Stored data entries
BEGIN
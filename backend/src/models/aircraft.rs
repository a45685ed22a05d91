//! Aircraft model
//!
//! An aircraft is immutable once created. Its size class and weight fix the
//! minimum runway length it needs to land.

use serde::{Deserialize, Serialize};
use std::fmt;
use std::str::FromStr;

use crate::models::ParseError;

/// Extra runway length required per tonne of landing weight (metres)
pub const LENGTH_PER_TONNE: u32 = 2;

/// Aircraft size class
#[derive(Debug, Clone, Copy, PartialEq, Eq, Hash, PartialOrd, Ord, Serialize, Deserialize)]
pub enum SizeClass {
    Small,
    Medium,
    Large,
}

impl SizeClass {
    pub const ALL: [SizeClass; 3] = [SizeClass::Small, SizeClass::Medium, SizeClass::Large];

    /// Runway length needed before weight is taken into account (metres)
    pub fn base_runway_length(self) -> u32 {
        match self {
            SizeClass::Small => 800,
            SizeClass::Medium => 1_600,
            SizeClass::Large => 2_600,
        }
    }

    /// Typical landing weight range in tonnes (inclusive)
    pub fn weight_range(self) -> (u32, u32) {
        match self {
            SizeClass::Small => (5, 40),
            SizeClass::Medium => (50, 90),
            SizeClass::Large => (150, 350),
        }
    }
}

impl fmt::Display for SizeClass {
    fn fmt(&self, f: &mut fmt::Formatter<'_>) -> fmt::Result {
        let name = match self {
            SizeClass::Small => "small",
            SizeClass::Medium => "medium",
            SizeClass::Large => "large",
        };
        f.write_str(name)
    }
}

impl FromStr for SizeClass {
    type Err = ParseError;

    fn from_str(s: &str) -> Result<Self, Self::Err> {
        match s.trim().to_ascii_lowercase().as_str() {
            "small" => Ok(SizeClass::Small),
            "medium" => Ok(SizeClass::Medium),
            "large" => Ok(SizeClass::Large),
            other => Err(ParseError::UnknownSizeClass(other.to_string())),
        }
    }
}

/// An aircraft on approach
///
/// # Example
/// ```
/// use airport_simulator_core_rs::models::{Aircraft, SizeClass};
///
/// let aircraft = Aircraft::new("A320", SizeClass::Medium, 70);
/// assert_eq!(aircraft.required_runway_length(), 1_600 + 70 * 2);
/// ```
#[derive(Debug, Clone, PartialEq, Eq, Serialize, Deserialize)]
pub struct Aircraft {
    type_code: String,
    size: SizeClass,
    weight_tonnes: u32,
    required_runway_length: u32,
}

impl Aircraft {
    pub fn new(type_code: impl Into<String>, size: SizeClass, weight_tonnes: u32) -> Self {
        let required_runway_length = size.base_runway_length() + weight_tonnes * LENGTH_PER_TONNE;
        Self {
            type_code: type_code.into(),
            size,
            weight_tonnes,
            required_runway_length,
        }
    }

    pub fn type_code(&self) -> &str {
        &self.type_code
    }

    pub fn size(&self) -> SizeClass {
        self.size
    }

    pub fn weight_tonnes(&self) -> u32 {
        self.weight_tonnes
    }

    /// Minimum runway length this aircraft can land on (metres)
    pub fn required_runway_length(&self) -> u32 {
        self.required_runway_length
    }
}

#[cfg(test)]
mod tests {
    use super::*;

    #[test]
    fn test_required_length_grows_with_weight() {
        let light = Aircraft::new("E175", SizeClass::Medium, 50);
        let heavy = Aircraft::new("A321", SizeClass::Medium, 90);
        assert!(heavy.required_runway_length() > light.required_runway_length());
    }

    #[test]
    fn test_size_class_parse() {
        assert_eq!("Large".parse::<SizeClass>().unwrap(), SizeClass::Large);
        assert!(matches!(
            "jumbo".parse::<SizeClass>(),
            Err(ParseError::UnknownSizeClass(_))
        ));
    }
}
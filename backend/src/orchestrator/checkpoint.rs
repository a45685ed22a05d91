//! Airport snapshot
//!
//! Read-only view of the airport handed to persistence layers: identity,
//! balance, game-over status, progression and failure counts, plus a
//! summary of every runway.
//!
//! # Critical Invariants
//!
//! - **Read-only**: building a snapshot never mutates the orchestrator
//! - **Config Matching**: `config_hash` identifies the configuration the
//!   snapshot was produced under (canonical JSON, SHA-256)

use crate::failure::FailureCategory;
use crate::models::{OccupancyReason, Runway, RunwayTier};
use crate::orchestrator::SimulationError;
use crate::weather::WeatherCondition;
use serde::{Deserialize, Serialize};
use sha2::{Digest, Sha256};
use std::collections::BTreeMap;

// ============================================================================
// Snapshot Structures
// ============================================================================

/// Serializable airport state
#[derive(Debug, Clone, PartialEq, Serialize, Deserialize)]
pub struct AirportSnapshot {
    pub name: String,
    pub identifier: String,

    /// Next tick to be processed
    pub tick: usize,
    pub day: usize,
    pub balance: i64,

    pub game_over: bool,
    pub game_over_category: Option<FailureCategory>,
    pub game_over_reason: Option<String>,

    pub level: u32,
    pub xp: u64,
    /// Unlocked achievement ids, sorted
    pub achievements: Vec<String>,
    pub failure_counts: BTreeMap<FailureCategory, u32>,

    pub runways: Vec<RunwaySummary>,
    pub airborne_flights: usize,
    pub weather: WeatherCondition,

    /// SHA256 hash of the configuration
    pub config_hash: String,
}

/// One runway as seen by a persistence layer
#[derive(Debug, Clone, PartialEq, Serialize, Deserialize)]
pub struct RunwaySummary {
    pub id: String,
    pub tier: RunwayTier,
    pub length: u32,
    pub wear: u32,
    pub landings: u64,
    pub occupied_by: Option<OccupancyReason>,
    pub remaining_ticks: usize,
}

impl From<&Runway> for RunwaySummary {
    fn from(runway: &Runway) -> Self {
        Self {
            id: runway.id().to_string(),
            tier: runway.tier(),
            length: runway.length(),
            wear: runway.wear(),
            landings: runway.landings(),
            occupied_by: runway.occupancy().map(|o| o.reason),
            remaining_ticks: runway.occupancy().map_or(0, |o| o.remaining_ticks),
        }
    }
}

impl AirportSnapshot {
    pub fn to_json(&self) -> Result<String, SimulationError> {
        serde_json::to_string_pretty(self).map_err(|e| {
            SimulationError::SerializationError(format!("Snapshot serialization failed: {}", e))
        })
    }

    pub fn from_json(json: &str) -> Result<Self, SimulationError> {
        serde_json::from_str(json).map_err(|e| {
            SimulationError::SerializationError(format!("Snapshot parse failed: {}", e))
        })
    }

    /// Failure count for one category (0 if never recorded)
    pub fn failure_count(&self, category: FailureCategory) -> u32 {
        self.failure_counts.get(&category).copied().unwrap_or(0)
    }
}

// ============================================================================
// Config Hashing
// ============================================================================

/// Compute deterministic hash of configuration
///
/// Keys are sorted recursively before hashing, so two configurations that
/// serialize to the same fields in a different order hash identically.
pub fn compute_config_hash<T: Serialize>(config: &T) -> Result<String, SimulationError> {
    use serde_json::Value;

    let value = serde_json::to_value(config).map_err(|e| {
        SimulationError::SerializationError(format!("Config serialization failed: {}", e))
    })?;

    fn canonicalize(value: Value) -> Value {
        match value {
            Value::Object(map) => {
                let sorted: BTreeMap<String, Value> =
                    map.into_iter().map(|(k, v)| (k, canonicalize(v))).collect();
                Value::Object(sorted.into_iter().collect())
            }
            Value::Array(items) => Value::Array(items.into_iter().map(canonicalize).collect()),
            other => other,
        }
    }

    let json = serde_json::to_string(&canonicalize(value)).map_err(|e| {
        SimulationError::SerializationError(format!("Config serialization failed: {}", e))
    })?;

    let mut hasher = Sha256::new();
    hasher.update(json.as_bytes());
    Ok(format!("{:x}", hasher.finalize()))
}
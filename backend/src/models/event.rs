//! Event logging for replay, auditing and the external log sink.
//!
//! Every significant state change inside a tick is captured as an [`Event`].
//! Events are kept in an in-memory [`EventLog`] and their `Display` form is
//! the human-readable line handed to the host's log sink.
//!
//! # Event Types
//!
//! - **Flight**: scheduled, overdue, delayed, landed, canceled
//! - **Dispatch**: manual selection requested, manual fallback
//! - **Revenue**: each modifier step that changed a landing's revenue
//! - **Runway**: wear, closure, repair, release, registration
//! - **Safety**: emergency registered/expired, failure recorded, game over
//! - **Progression**: level up, achievement unlocked, modifier added
//! - **Environment**: weather changes, scenario events, end of day

use std::fmt;

use crate::failure::FailureCategory;
use crate::models::flight::{CancelReason, FlightCategory};
use crate::models::runway::{OccupancyReason, RunwayTier};
use crate::weather::WeatherCondition;

/// Why a landing attempt was pushed back
#[derive(Debug, Clone, PartialEq, Eq)]
pub enum DelayReason {
    /// No runway in the system could accept the aircraft this tick
    NoRunwayAvailable,
    /// The selected runway was taken before the landing was committed
    RunwayOccupiedAtCommit { runway_id: String },
    /// The manual dispatch collaborator asked for a delay
    ManualDelay,
}

impl fmt::Display for DelayReason {
    fn fmt(&self, f: &mut fmt::Formatter<'_>) -> fmt::Result {
        match self {
            DelayReason::NoRunwayAvailable => f.write_str("no runway available"),
            DelayReason::RunwayOccupiedAtCommit { runway_id } => {
                write!(f, "runway {} occupied at commit", runway_id)
            }
            DelayReason::ManualDelay => f.write_str("held by controller"),
        }
    }
}

/// Simulation event capturing a state change.
///
/// All events carry the tick they happened on; within a tick they are logged
/// in execution order.
#[derive(Debug, Clone, PartialEq)]
pub enum Event {
    FlightScheduled {
        tick: usize,
        flight_number: String,
        category: FlightCategory,
        scheduled_tick: usize,
        passengers: u32,
    },

    /// Flight is still airborne past its scheduled tick
    FlightOverdue {
        tick: usize,
        flight_number: String,
        overdue_by: usize,
    },

    FlightDelayed {
        tick: usize,
        flight_number: String,
        added_ticks: usize,
        total_delay: usize,
        reason: DelayReason,
    },

    ManualSelectionRequested {
        tick: usize,
        flight_number: String,
        candidates: Vec<String>,
    },

    /// Manual response was unusable; automatic selection took over
    ManualSelectionFallback {
        tick: usize,
        flight_number: String,
        reason: String,
    },

    FlightLanded {
        tick: usize,
        flight_number: String,
        runway_id: String,
        on_time: bool,
        revenue: i64,
    },

    /// One revenue pipeline step that changed the amount
    RevenueAdjusted {
        tick: usize,
        flight_number: String,
        cause: String,
        delta: i64,
    },

    FlightCanceled {
        tick: usize,
        flight_number: String,
        reason: CancelReason,
    },

    RunwayWear {
        tick: usize,
        runway_id: String,
        added: u32,
        wear: u32,
    },

    /// Wear reached the full-degradation threshold
    RunwayClosed { tick: usize, runway_id: String },

    RunwayRepaired {
        tick: usize,
        runway_id: String,
        cost: i64,
        blocking: bool,
    },

    RunwayReleased {
        tick: usize,
        runway_id: String,
        reason: OccupancyReason,
    },

    RunwayAdded {
        tick: usize,
        runway_id: String,
        tier: RunwayTier,
        length: u32,
    },

    EmergencyRegistered {
        tick: usize,
        flight_number: String,
        deadline: usize,
    },

    EmergencyExpired {
        tick: usize,
        flight_number: String,
        deadline: usize,
    },

    FailureRecorded {
        tick: usize,
        category: FailureCategory,
        count: u32,
        threshold: u32,
        details: String,
    },

    GameOver {
        tick: usize,
        category: FailureCategory,
        reason: String,
    },

    WeatherChanged {
        tick: usize,
        from: WeatherCondition,
        to: WeatherCondition,
    },

    LevelUp { tick: usize, level: u32 },

    AchievementUnlocked {
        tick: usize,
        achievement_id: String,
        name: String,
    },

    ModifierAdded {
        tick: usize,
        name: String,
        factor: f64,
        scope: String,
    },

    ScenarioEventExecuted {
        tick: usize,
        event_type: String,
        details: serde_json::Value,
    },

    EndOfDay {
        tick: usize,
        day: usize,
        landings: usize,
        revenue: i64,
    },
}

impl Event {
    /// Tick on which this event occurred
    pub fn tick(&self) -> usize {
        match self {
            Event::FlightScheduled { tick, .. }
            | Event::FlightOverdue { tick, .. }
            | Event::FlightDelayed { tick, .. }
            | Event::ManualSelectionRequested { tick, .. }
            | Event::ManualSelectionFallback { tick, .. }
            | Event::FlightLanded { tick, .. }
            | Event::RevenueAdjusted { tick, .. }
            | Event::FlightCanceled { tick, .. }
            | Event::RunwayWear { tick, .. }
            | Event::RunwayClosed { tick, .. }
            | Event::RunwayRepaired { tick, .. }
            | Event::RunwayReleased { tick, .. }
            | Event::RunwayAdded { tick, .. }
            | Event::EmergencyRegistered { tick, .. }
            | Event::EmergencyExpired { tick, .. }
            | Event::FailureRecorded { tick, .. }
            | Event::GameOver { tick, .. }
            | Event::WeatherChanged { tick, .. }
            | Event::LevelUp { tick, .. }
            | Event::AchievementUnlocked { tick, .. }
            | Event::ModifierAdded { tick, .. }
            | Event::ScenarioEventExecuted { tick, .. }
            | Event::EndOfDay { tick, .. } => *tick,
        }
    }

    /// Short name of the event type
    pub fn event_type(&self) -> &'static str {
        match self {
            Event::FlightScheduled { .. } => "FlightScheduled",
            Event::FlightOverdue { .. } => "FlightOverdue",
            Event::FlightDelayed { .. } => "FlightDelayed",
            Event::ManualSelectionRequested { .. } => "ManualSelectionRequested",
            Event::ManualSelectionFallback { .. } => "ManualSelectionFallback",
            Event::FlightLanded { .. } => "FlightLanded",
            Event::RevenueAdjusted { .. } => "RevenueAdjusted",
            Event::FlightCanceled { .. } => "FlightCanceled",
            Event::RunwayWear { .. } => "RunwayWear",
            Event::RunwayClosed { .. } => "RunwayClosed",
            Event::RunwayRepaired { .. } => "RunwayRepaired",
            Event::RunwayReleased { .. } => "RunwayReleased",
            Event::RunwayAdded { .. } => "RunwayAdded",
            Event::EmergencyRegistered { .. } => "EmergencyRegistered",
            Event::EmergencyExpired { .. } => "EmergencyExpired",
            Event::FailureRecorded { .. } => "FailureRecorded",
            Event::GameOver { .. } => "GameOver",
            Event::WeatherChanged { .. } => "WeatherChanged",
            Event::LevelUp { .. } => "LevelUp",
            Event::AchievementUnlocked { .. } => "AchievementUnlocked",
            Event::ModifierAdded { .. } => "ModifierAdded",
            Event::ScenarioEventExecuted { .. } => "ScenarioEventExecuted",
            Event::EndOfDay { .. } => "EndOfDay",
        }
    }

    /// Flight this event concerns, if any
    pub fn flight_number(&self) -> Option<&str> {
        match self {
            Event::FlightScheduled { flight_number, .. }
            | Event::FlightOverdue { flight_number, .. }
            | Event::FlightDelayed { flight_number, .. }
            | Event::ManualSelectionRequested { flight_number, .. }
            | Event::ManualSelectionFallback { flight_number, .. }
            | Event::FlightLanded { flight_number, .. }
            | Event::RevenueAdjusted { flight_number, .. }
            | Event::FlightCanceled { flight_number, .. }
            | Event::EmergencyRegistered { flight_number, .. }
            | Event::EmergencyExpired { flight_number, .. } => Some(flight_number),
            _ => None,
        }
    }
}

impl fmt::Display for Event {
    fn fmt(&self, f: &mut fmt::Formatter<'_>) -> fmt::Result {
        match self {
            Event::FlightScheduled {
                tick,
                flight_number,
                category,
                scheduled_tick,
                passengers,
            } => write!(
                f,
                "[t{}] {} flight {} scheduled to land at t{} with {} passengers",
                tick, category, flight_number, scheduled_tick, passengers
            ),
            Event::FlightOverdue {
                tick,
                flight_number,
                overdue_by,
            } => write!(f, "[t{}] {} is overdue by {} tick(s)", tick, flight_number, overdue_by),
            Event::FlightDelayed {
                tick,
                flight_number,
                added_ticks,
                total_delay,
                reason,
            } => write!(
                f,
                "[t{}] {} delayed {} tick(s): {} (total delay {})",
                tick, flight_number, added_ticks, reason, total_delay
            ),
            Event::ManualSelectionRequested {
                tick,
                flight_number,
                candidates,
            } => write!(
                f,
                "[t{}] runway requested for {} (candidates: {})",
                tick,
                flight_number,
                candidates.join(", ")
            ),
            Event::ManualSelectionFallback {
                tick,
                flight_number,
                reason,
            } => write!(
                f,
                "[t{}] manual choice for {} rejected ({}), using automatic dispatch",
                tick, flight_number, reason
            ),
            Event::FlightLanded {
                tick,
                flight_number,
                runway_id,
                on_time,
                revenue,
            } => write!(
                f,
                "[t{}] {} landed on {} ({}) earning {}",
                tick,
                flight_number,
                runway_id,
                if *on_time { "on time" } else { "late" },
                revenue
            ),
            Event::RevenueAdjusted {
                tick,
                flight_number,
                cause,
                delta,
            } => write!(f, "[t{}] {} revenue {:+} from {}", tick, flight_number, delta, cause),
            Event::FlightCanceled {
                tick,
                flight_number,
                reason,
            } => write!(f, "[t{}] {} canceled: {}", tick, flight_number, reason),
            Event::RunwayWear {
                tick,
                runway_id,
                added,
                wear,
            } => write!(f, "[t{}] runway {} wear +{} (now {})", tick, runway_id, added, wear),
            Event::RunwayClosed { tick, runway_id } => {
                write!(f, "[t{}] runway {} fully degraded and closed to landings", tick, runway_id)
            }
            Event::RunwayRepaired {
                tick,
                runway_id,
                cost,
                blocking,
            } => write!(
                f,
                "[t{}] runway {} repaired for {}{}",
                tick,
                runway_id,
                cost,
                if *blocking { "" } else { " (in place)" }
            ),
            Event::RunwayReleased {
                tick,
                runway_id,
                reason,
            } => write!(f, "[t{}] runway {} free after {}", tick, runway_id, reason),
            Event::RunwayAdded {
                tick,
                runway_id,
                tier,
                length,
            } => write!(f, "[t{}] {} runway {} opened ({}m)", tick, tier, runway_id, length),
            Event::EmergencyRegistered {
                tick,
                flight_number,
                deadline,
            } => write!(
                f,
                "[t{}] EMERGENCY {} must be handled by t{}",
                tick, flight_number, deadline
            ),
            Event::EmergencyExpired {
                tick,
                flight_number,
                deadline,
            } => write!(
                f,
                "[t{}] EMERGENCY {} missed its t{} deadline",
                tick, flight_number, deadline
            ),
            Event::FailureRecorded {
                tick,
                category,
                count,
                threshold,
                details,
            } => write!(
                f,
                "[t{}] failure {} {}/{}: {}",
                tick, category, count, threshold, details
            ),
            Event::GameOver {
                tick,
                category,
                reason,
            } => write!(f, "[t{}] GAME OVER ({}): {}", tick, category, reason),
            Event::WeatherChanged { tick, from, to } => {
                write!(f, "[t{}] weather changed from {} to {}", tick, from, to)
            }
            Event::LevelUp { tick, level } => write!(f, "[t{}] reached level {}", tick, level),
            Event::AchievementUnlocked { tick, name, .. } => {
                write!(f, "[t{}] achievement unlocked: {}", tick, name)
            }
            Event::ModifierAdded {
                tick,
                name,
                factor,
                scope,
            } => write!(f, "[t{}] modifier {} x{:.2} added ({})", tick, name, factor, scope),
            Event::ScenarioEventExecuted {
                tick,
                event_type,
                details,
            } => write!(f, "[t{}] scenario {} {}", tick, event_type, details),
            Event::EndOfDay {
                tick,
                day,
                landings,
                revenue,
            } => write!(
                f,
                "[t{}] day {} closed: {} landing(s), revenue {}",
                tick, day, landings, revenue
            ),
        }
    }
}

/// Append-only log of simulation events
#[derive(Debug, Clone, Default)]
pub struct EventLog {
    events: Vec<Event>,
}

impl EventLog {
    pub fn new() -> Self {
        Self::default()
    }

    pub fn log(&mut self, event: Event) {
        self.events.push(event);
    }

    pub fn events(&self) -> &[Event] {
        &self.events
    }

    /// Events logged at or after position `from` (for per-tick forwarding)
    pub fn since(&self, from: usize) -> &[Event] {
        &self.events[from.min(self.events.len())..]
    }

    pub fn events_at_tick(&self, tick: usize) -> Vec<&Event> {
        self.events.iter().filter(|e| e.tick() == tick).collect()
    }

    pub fn events_for_flight(&self, flight_number: &str) -> Vec<&Event> {
        self.events
            .iter()
            .filter(|e| e.flight_number() == Some(flight_number))
            .collect()
    }

    pub fn events_of_type(&self, event_type: &str) -> Vec<&Event> {
        self.events
            .iter()
            .filter(|e| e.event_type() == event_type)
            .collect()
    }

    pub fn len(&self) -> usize {
        self.events.len()
    }

    pub fn is_empty(&self) -> bool {
        self.events.is_empty()
    }

    pub fn clear(&mut self) {
        self.events.clear();
    }
}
END
*Activity*: Could you please retype the lines from the start of the data through the line with "pub fn base_runway_length(self)", both included, and nothing else?

*Reply to the task*:
filename backend/src/models/aircraft.rs
repository a45685ed22a05d91
//! Aircraft model
//!
//! An aircraft is immutable once created. Its size class and weight fix the
//! minimum runway length it needs to land.

use serde::{Deserialize, Serialize};
use std::fmt;
use std::str::FromStr;

use crate::models::ParseError;

/// Extra runway length required per tonne of landing weight (metres)
pub const LENGTH_PER_TONNE: u32 = 2;

/// Aircraft size class
#[derive(Debug, Clone, Copy, PartialEq, Eq, Hash, PartialOrd, Ord, Serialize, Deserialize)]
pub enum SizeClass {
    Small,
    Medium,
    Large,
}

impl SizeClass {
    pub const ALL: [SizeClass; 3] = [SizeClass::Small, SizeClass::Medium, SizeClass::Large];

    /// Runway length needed before weight is taken into account (metres)
    pub fn base_runway_length(self) -> u32 {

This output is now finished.